■ Assignment: Give back every line of the material exactly, as it appears below.

[[ Extracted entries, beginning ]]

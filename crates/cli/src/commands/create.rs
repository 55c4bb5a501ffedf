//! `create`: reserve → start session → forward → print instructions.
//!
//! Ordering is the contract: allocation confirmation precedes session
//! start, session start precedes forward creation, forward creation
//! precedes reporting success. A failure at any stage rolls back what the
//! earlier stages created — except an interrupt after the grant, which
//! deliberately leaves the allocation for explicit cleanup.

use std::time::Duration;

use colored::Colorize;
use tracing::warn;
use vdesk::alloc::{AcceleratorSpec, Allocation, AllocationManager, MemSize, ResourceRequest};
use vdesk::error::{Result, VdeskError};
use vdesk::forward::PortForwardManager;
use vdesk::session::{Session, SessionController};
use vdesk::types::Port;
use vdesk_runtime::process::port_available;

use crate::context::CommandContext;

pub struct CreateArgs {
	pub partition: String,
	pub account: String,
	pub time_hours: u32,
	pub cpus: u32,
	pub mem: MemSize,
	pub gpus: Option<AcceleratorSpec>,
	pub timeout_secs: u64,
	pub port: Option<u16>,
	pub force: bool,
}

pub async fn run(ctx: &CommandContext, args: CreateArgs) -> Result<()> {
	let alloc = AllocationManager::new(&ctx.cfg, &ctx.runner);
	let sessions = SessionController::new(&ctx.cfg, &ctx.runner, &ctx.store);
	let forwards = PortForwardManager::new(&ctx.cfg, &ctx.runner);

	if !args.force {
		guard_existing(&alloc, &ctx.cfg.job_name).await?;
	}

	let request = ResourceRequest {
		partition: args.partition,
		account: args.account,
		cpus: args.cpus,
		mem: args.mem,
		walltime_hours: args.time_hours,
		accelerator: args.gpus,
	};

	let allocation = alloc.reserve(&request, Duration::from_secs(args.timeout_secs), &ctx.cancel).await?;
	println!("Node {} reserved with job id {}", allocation.node, allocation.job_id);

	if let Err(err) = sessions.start_instance(&allocation.node, &allocation.job_id).await {
		roll_back(ctx, &allocation, None).await;
		return Err(err);
	}

	println!("Starting desktop session...");
	let session = match sessions
		.start(&allocation.node, &allocation.job_id, None, ctx.cfg.session_start_timeout, &ctx.cancel)
		.await
	{
		Ok(session) => session,
		// An interrupt after the grant leaves the allocation alive for
		// explicit cleanup; anything else rolls it back here.
		Err(err @ VdeskError::Cancelled(_)) => return Err(err),
		Err(err) => {
			roll_back(ctx, &allocation, None).await;
			return Err(err);
		}
	};

	let local = match resolve_local_port(&forwards, args.port) {
		Ok(port) => port,
		Err(err) => {
			roll_back(ctx, &allocation, Some(&session)).await;
			return Err(err);
		}
	};

	if let Err(err) = forwards.create(local, session.port, &allocation.node).await {
		roll_back(ctx, &allocation, Some(&session)).await;
		return Err(err);
	}

	print_instructions(ctx, &allocation, local);
	Ok(())
}

async fn guard_existing(alloc: &AllocationManager<'_>, job_name: &str) -> Result<()> {
	let rows = alloc.query(job_name).await?;
	if rows.is_empty() {
		return Ok(());
	}
	let ids: Vec<String> = rows.iter().map(|row| row.job_id.to_string()).collect();
	Err(VdeskError::Conflict(format!(
		"found existing allocation(s) under job name `{job_name}`: {}; use --force to create another, or `vdesk kill`/`vdesk kill-all` to clean up",
		ids.join(", ")
	)))
}

fn resolve_local_port(forwards: &PortForwardManager<'_>, requested: Option<u16>) -> Result<Port> {
	match requested {
		Some(port) if port_available(port) => Ok(Port(port)),
		Some(port) => Err(VdeskError::Conflict(format!("requested local port {port} is already in use"))),
		None => forwards.find_free_local_port(),
	}
}

/// Best-effort rollback of everything created so far in reverse order.
/// Each step is idempotent; failures are logged and the user can re-run
/// `vdesk kill` to finish.
async fn roll_back(ctx: &CommandContext, allocation: &Allocation, session: Option<&Session>) {
	let sessions = SessionController::new(&ctx.cfg, &ctx.runner, &ctx.store);
	let alloc = AllocationManager::new(&ctx.cfg, &ctx.runner);

	if let Some(session) = session {
		if let Err(err) = sessions.kill(&allocation.node, &allocation.job_id, Some(session.display)).await {
			warn!(target: "vdesk", error = %err, "session rollback failed; re-run `vdesk kill`");
		}
	}
	if let Err(err) = sessions.stop_instance(&allocation.node, &allocation.job_id).await {
		warn!(target: "vdesk", error = %err, "container rollback failed");
	}
	if let Err(err) = alloc.cancel(&allocation.job_id).await {
		warn!(target: "vdesk", id = %allocation.job_id, error = %err, "allocation rollback failed; re-run `vdesk kill`");
	}
}

fn print_instructions(ctx: &CommandContext, allocation: &Allocation, local: Port) {
	let tunnel = format!("ssh -N -f -L {local}:127.0.0.1:{local} {}@{}", ctx.cfg.user, ctx.cfg.login_host);

	println!("=====================");
	println!("Run the following in a new terminal window:");
	println!("\t{}", tunnel.bold());
	println!("then connect to the desktop at {}", format!("localhost:{local}").bold());
	println!("=====================");

	if let Some(container) = &ctx.cfg.container {
		let shell = format!(
			"ssh -t {} {} shell instance://{}",
			ctx.cfg.node_host(&allocation.node),
			container.runtime_bin,
			allocation.job_id
		);
		println!("Run the following to enter the container:");
		println!("\t{shell}");
		println!("=====================");
	}
}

[[ Extracted entries, end ]]

■ Task output:
filename crates/cli/src/commands/create.rs
repository 55c4bb5a501ffedf
//! `create`: reserve → start session → forward → print instructions.
//!
//! Ordering is the contract: allocation confirmation precedes session
//! start, session start precedes forward creation, forward creation
//! precedes reporting success. A failure at any stage rolls back what the
//! earlier stages created — except an interrupt after the grant, which
//! deliberately leaves the allocation for explicit cleanup.

use std::time::Duration;

use colored::Colorize;
use tracing::warn;
use vdesk::alloc::{AcceleratorSpec, Allocation, AllocationManager, MemSize, ResourceRequest};
use vdesk::error::{Result, VdeskError};
use vdesk::forward::PortForwardManager;
use vdesk::session::{Session, SessionController};
use vdesk::types::Port;
use vdesk_runtime::process::port_available;

use crate::context::CommandContext;

pub struct CreateArgs {
	pub partition: String,
	pub account: String,
	pub time_hours: u32,
	pub cpus: u32,
	pub mem: MemSize,
	pub gpus: Option<AcceleratorSpec>,
	pub timeout_secs: u64,
	pub port: Option<u16>,
	pub force: bool,
}

pub async fn run(ctx: &CommandContext, args: CreateArgs) -> Result<()> {
	let alloc = AllocationManager::new(&ctx.cfg, &ctx.runner);
	let sessions = SessionController::new(&ctx.cfg, &ctx.runner, &ctx.store);
	let forwards = PortForwardManager::new(&ctx.cfg, &ctx.runner);

	if !args.force {
		guard_existing(&alloc, &ctx.cfg.job_name).await?;
	}

	let request = ResourceRequest {
		partition: args.partition,
		account: args.account,
		cpus: args.cpus,
		mem: args.mem,
		walltime_hours: args.time_hours,
		accelerator: args.gpus,
	};

	let allocation = alloc.reserve(&request, Duration::from_secs(args.timeout_secs), &ctx.cancel).await?;
	println!("Node {} reserved with job id {}", allocation.node, allocation.job_id);

	if let Err(err) = sessions.start_instance(&allocation.node, &allocation.job_id).await {
		roll_back(ctx, &allocation, None).await;
		return Err(err);
	}

	println!("Starting desktop session...");
	let session = match sessions
		.start(&allocation.node, &allocation.job_id, None, ctx.cfg.session_start_timeout, &ctx.cancel)
		.await
	{
		Ok(session) => session,
		// An interrupt after the grant leaves the allocation alive for
		// explicit cleanup; anything else rolls it back here.
		Err(err @ VdeskError::Cancelled(_)) => return Err(err),
		Err(err) => {
			roll_back(ctx, &allocation, None).await;
			return Err(err);
		}
	};

	let local = match resolve_local_port(&forwards, args.port) {
		Ok(port) => port,
		Err(err) => {
			roll_back(ctx, &allocation, Some(&session)).await;
			return Err(err);
		}
	};

	if let Err(err) = forwards.create(local, session.port, &allocation.node).await {
		roll_back(ctx, &allocation, Some(&session)).await;
		return Err(err);
	}

	print_instructions(ctx, &allocation, local);
	Ok(())
}

async fn guard_existing(alloc: &AllocationManager<'_>, job_name: &str) -> Result<()> {
	let rows = alloc.query(job_name).await?;
	if rows.is_empty() {
		return Ok(());
	}
	let ids: Vec<String> = rows.iter().map(|row| row.job_id.to_string()).collect();
	Err(VdeskError::Conflict(format!(
		"found existing allocation(s) under job name `{job_name}`: {}; use --force to create another, or `vdesk kill`/`vdesk kill-all` to clean up",
		ids.join(", ")
	)))
}

fn resolve_local_port(forwards: &PortForwardManager<'_>, requested: Option<u16>) -> Result<Port> {
	match requested {
		Some(port) if port_available(port) => Ok(Port(port)),
		Some(port) => Err(VdeskError::Conflict(format!("requested local port {port} is already in use"))),
		None => forwards.find_free_local_port(),
	}
}

/// Best-effort rollback of everything created so far in reverse order.
/// Each step is idempotent; failures are logged and the user can re-run
/// `vdesk kill` to finish.
async fn roll_back(ctx: &CommandContext, allocation: &Allocation, session: Option<&Session>) {
	let sessions = SessionController::new(&ctx.cfg, &ctx.runner, &ctx.store);
	let alloc = AllocationManager::new(&ctx.cfg, &ctx.runner);

	if let Some(session) = session {
		if let Err(err) = sessions.kill(&allocation.node, &allocation.job_id, Some(session.display)).await {
			warn!(target: "vdesk", error = %err, "session rollback failed; re-run `vdesk kill`");
		}
	}
	if let Err(err) = sessions.stop_instance(&allocation.node, &allocation.job_id).await {
		warn!(target: "vdesk", error = %err, "container rollback failed");
	}
	if let Err(err) = alloc.cancel(&allocation.job_id).await {
		warn!(target: "vdesk", id = %allocation.job_id, error = %err, "allocation rollback failed; re-run `vdesk kill`");
	}
}

fn print_instructions(ctx: &CommandContext, allocation: &Allocation, local: Port) {
	let tunnel = format!("ssh -N -f -L {local}:127.0.0.1:{local} {}@{}", ctx.cfg.user, ctx.cfg.login_host);

	println!("=====================");
	println!("Run the following in a new terminal window:");
	println!("\t{}", tunnel.bold());
	println!("then connect to the desktop at {}", format!("localhost:{local}").bold());
	println!("=====================");

	if let Some(container) = &ctx.cfg.container {
		let shell = format!(
			"ssh -t {} {} shell instance://{}",
			ctx.cfg.node_host(&allocation.node),
			container.runtime_bin,
			allocation.job_id
		);
		println!("Run the following to enter the container:");
		println!("\t{shell}");
		println!("=====================");
	}
}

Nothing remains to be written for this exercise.